[Supplied records — start]

#![forbid(unsafe_code)]
#![deny(
    warnings,
    dead_code,
    unused,
    unused_imports,
    unused_must_use,
    unreachable_pub,
    clippy::all,
    clippy::pedantic,
    clippy::nursery,
    rustdoc::broken_intra_doc_links,
    rustdoc::bare_urls,
    missing_docs
)]

//! Core event bus for Folio.
//!
//! Admin writes, settings saves, uploads, and session transitions are published
//! here so that long-lived consumers (the admin SSE stream, the session guard)
//! can react without polling the content store. Internally it uses
//! `tokio::broadcast` with a bounded buffer; when the channel overflows, the
//! oldest events are dropped and lagging receivers skip ahead.

use std::collections::VecDeque;
use std::sync::atomic::{AtomicU64, Ordering};
use std::sync::{Arc, Mutex};

use chrono::{DateTime, Utc};
use serde::{Deserialize, Serialize};
use tokio::sync::broadcast;
use tokio::sync::broadcast::{Receiver, Sender};
use uuid::Uuid;

/// Identifier assigned to each event emitted by the bus.
pub type EventId = u64;

/// Default buffer size for the in-memory replay ring.
const DEFAULT_REPLAY_CAPACITY: usize = 256;

/// Kind of write applied to a content table.
#[derive(Debug, Clone, Copy, Serialize, Deserialize, PartialEq, Eq)]
#[serde(rename_all = "snake_case")]
pub enum ContentAction {
    /// A row was inserted.
    Created,
    /// A row was updated in place.
    Updated,
    /// A row was physically removed.
    Deleted,
    /// A row was tombstoned (soft delete).
    Archived,
    /// The order of a collection changed.
    Reordered,
}

/// Why a session stopped being valid.
#[derive(Debug, Clone, Copy, Serialize, Deserialize, PartialEq, Eq)]
#[serde(rename_all = "snake_case")]
pub enum SessionEndReason {
    /// The user signed out explicitly.
    SignedOut,
    /// The session outlived its TTL.
    Expired,
    /// The server is shutting down and revoked every session.
    Revoked,
}

/// Typed domain events surfaced across the system.
#[derive(Debug, Clone, Serialize, Deserialize, PartialEq, Eq)]
#[serde(tag = "type", rename_all = "snake_case")]
pub enum Event {
    /// A row in a content table changed.
    ContentChanged {
        /// Table name as stored.
        table: String,
        /// Row identifier when the change targets a single row.
        id: Option<Uuid>,
        /// Applied action.
        action: ContentAction,
    },
    /// A settings group was written.
    SettingsSaved {
        /// Settings category.
        category: String,
        /// Keys that were persisted.
        keys: Vec<String>,
    },
    /// A media object was stored.
    MediaUploaded {
        /// Storage path relative to the media root.
        path: String,
    },
    /// An admin session was established.
    SessionStarted {
        /// Session identifier (never the bearer token).
        session_id: Uuid,
    },
    /// An admin session ended.
    SessionEnded {
        /// Session identifier.
        session_id: Uuid,
        /// Reason for the transition.
        reason: SessionEndReason,
    },
}

impl Event {
    /// Machine-friendly discriminator for SSE consumers.
    #[must_use]
    pub const fn kind(&self) -> &'static str {
        match self {
            Self::ContentChanged { .. } => "content_changed",
            Self::SettingsSaved { .. } => "settings_saved",
            Self::MediaUploaded { .. } => "media_uploaded",
            Self::SessionStarted { .. } => "session_started",
            Self::SessionEnded { .. } => "session_ended",
        }
    }
}

/// Metadata wrapper around events.
#[derive(Debug, Clone, Serialize, Deserialize, PartialEq, Eq)]
pub struct EventEnvelope {
    /// Sequential identifier.
    pub id: EventId,
    /// Emission timestamp.
    pub timestamp: DateTime<Utc>,
    /// Wrapped event.
    pub event: Event,
}

/// Shared event bus built on top of `tokio::broadcast`.
#[derive(Clone)]
pub struct EventBus {
    sender: Sender<EventEnvelope>,
    buffer: Arc<Mutex<VecDeque<EventEnvelope>>>,
    next_id: Arc<AtomicU64>,
    replay_capacity: usize,
}

impl EventBus {
    /// Construct a new bus with the provided broadcast capacity.
    ///
    /// # Panics
    ///
    /// Panics if `capacity` is zero.
    #[must_use]
    pub fn with_capacity(capacity: usize) -> Self {
        assert!(capacity > 0, "event bus capacity must be positive");
        let (sender, _) = broadcast::channel(capacity);
        Self {
            sender,
            buffer: Arc::new(Mutex::new(VecDeque::with_capacity(capacity))),
            next_id: Arc::new(AtomicU64::new(1)),
            replay_capacity: capacity,
        }
    }

    /// Construct a bus with the default in-memory buffer size.
    #[must_use]
    pub fn new() -> Self {
        Self::with_capacity(DEFAULT_REPLAY_CAPACITY)
    }

    /// Publish a new event, assigning it a sequential identifier.
    pub fn publish(&self, event: Event) -> EventId {
        let id = self.next_id.fetch_add(1, Ordering::Relaxed);
        let envelope = EventEnvelope {
            id,
            timestamp: Utc::now(),
            event,
        };

        {
            let mut buffer = self
                .buffer
                .lock()
                .unwrap_or_else(std::sync::PoisonError::into_inner);
            if buffer.len() == self.replay_capacity {
                buffer.pop_front();
            }
            buffer.push_back(envelope.clone());
        }

        let _ = self.sender.send(envelope);
        id
    }

    /// Subscribe to the bus, replaying buffered events newer than `since_id`.
    #[must_use]
    pub fn subscribe(&self, since_id: Option<EventId>) -> EventStream {
        let mut backlog = VecDeque::new();
        if let Some(since) = since_id {
            let buffer = self
                .buffer
                .lock()
                .unwrap_or_else(std::sync::PoisonError::into_inner);
            backlog.extend(buffer.iter().filter(|item| item.id > since).cloned());
        }

        let receiver = self.sender.subscribe();
        EventStream { backlog, receiver }
    }

    /// Returns the last assigned identifier, if any events have been published.
    #[must_use]
    pub fn last_event_id(&self) -> Option<EventId> {
        let buffer = self
            .buffer
            .lock()
            .unwrap_or_else(std::sync::PoisonError::into_inner);
        buffer.back().map(|event| event.id)
    }
}

impl Default for EventBus {
    fn default() -> Self {
        Self::new()
    }
}

/// Stream wrapper that yields events from the replay backlog first, then from
/// the live broadcast channel.
pub struct EventStream {
    backlog: VecDeque<EventEnvelope>,
    receiver: Receiver<EventEnvelope>,
}

impl EventStream {
    /// Receive the next event. Returns `None` once the bus is dropped.
    pub async fn next(&mut self) -> Option<EventEnvelope> {
        if let Some(event) = self.backlog.pop_front() {
            return Some(event);
        }

        loop {
            match self.receiver.recv().await {
                Ok(event) => return Some(event),
                Err(broadcast::error::RecvError::Lagged(_)) => {}
                Err(broadcast::error::RecvError::Closed) => return None,
            }
        }
    }
}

[Supplied records — finish]

_Exercise_
For each line above that includes "Returns", copy the line.

_Answer below_
    /// Returns the last assigned identifier, if any events have been published.
    /// Receive the next event. Returns `None` once the bus is dropped.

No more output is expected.